*What you should do*
Reproduce exactly the lines from the line containing "self.outcome = Some(match" through the end of the records below, including both ends, and nothing else.

*Data for this task*
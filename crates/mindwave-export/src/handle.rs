//! Handle for loop exports running on their own thread.

use crate::pipeline::ExportResult;
use crate::progress::ExportProgress;
use crate::{ExportError, Result};
use crossbeam_channel::Receiver;
use std::thread::JoinHandle;

/// Where a background loop export stands.
#[derive(Debug)]
pub enum ExportStatus {
    /// Latest milestone reported by the pipeline
    Running(ExportProgress),
    /// Export completed successfully; collect the payload with [`ExportHandle::wait()`].
    Complete,
    /// The pipeline stopped; no payload was produced
    Failed(String),
    /// Nothing reported yet
    Pending,
}

/// Handle to an export started with `start()`.
///
/// Created by [`ExportBuilder::start()`](crate::ExportBuilder::start). Poll
/// with [`progress()`](Self::progress) or block with [`wait()`](Self::wait).
/// Dropping the handle abandons the result; the export itself runs to
/// completion on its thread.
pub struct ExportHandle {
    progress_rx: Receiver<ExportProgress>,
    thread: Option<JoinHandle<Result<ExportResult>>>,
    outcome: Option<Result<ExportResult>>,
    last_progress: Option<ExportProgress>,
}

impl ExportHandle {
    pub(crate) fn new(
        progress_rx: Receiver<ExportProgress>,
        thread: JoinHandle<Result<ExportResult>>,
    ) -> Self {
        Self {
            progress_rx,
            thread: Some(thread),
            outcome: None,
            last_progress: None,
        }
    }

    /// Non-blocking poll. Queued progress events are drained and only the
    /// newest is kept; once the thread has exited the outcome wins.
    pub fn progress(&mut self) -> ExportStatus {
        while let Ok(p) = self.progress_rx.try_recv() {
            self.last_progress = Some(p);
        }

        if self.thread.as_ref().is_some_and(|t| t.is_finished()) {
            self.join();
        }

        match &self.outcome {
            Some(Ok(_)) => ExportStatus::Complete,
            Some(Err(e)) => ExportStatus::Failed(e.to_string()),
            None => match &self.last_progress {
                Some(p) => ExportStatus::Running(p.clone()),
                None => ExportStatus::Pending,
            },
        }
    }

    /// Join the export thread and take the encoded result.
    pub fn wait(mut self) -> Result<ExportResult> {
        self.join();
        self.outcome
            .take()
            .unwrap_or_else(|| Err(ExportError::Render("export result already taken".into())))
    }

    pub fn is_done(&self) -> bool {
        self.outcome.is_some()
            || self
                .thread
                .as_ref()
                .map(|t| t.is_finished())
                .unwrap_or(true)
    }

    fn join(&mut self) {
        if let Some(thread) = self.thread.take() {
            self.outcome = Some(match thread.join() {
                Ok(result) => result,
                Err(_) => Err(ExportError::Render("Export thread panicked".into())),
            });
        }
    }
}

impl std::fmt::Debug for ExportHandle {
    fn fmt(&self, f: &mut std::fmt::Formatter<'_>) -> std::fmt::Result {
        f.debug_struct("ExportHandle")
            .field("done", &self.is_done())
            .field("last_progress", &self.last_progress)
            .finish()
    }
}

*Answer section*
            self.outcome = Some(match thread.join() {
                Ok(result) => result,
                Err(_) => Err(ExportError::Render("Export thread panicked".into())),
            });
        }
    }
}

impl std::fmt::Debug for ExportHandle {
    fn fmt(&self, f: &mut std::fmt::Formatter<'_>) -> std::fmt::Result {
        f.debug_struct("ExportHandle")
            .field("done", &self.is_done())
            .field("last_progress", &self.last_progress)
            .finish()
    }
}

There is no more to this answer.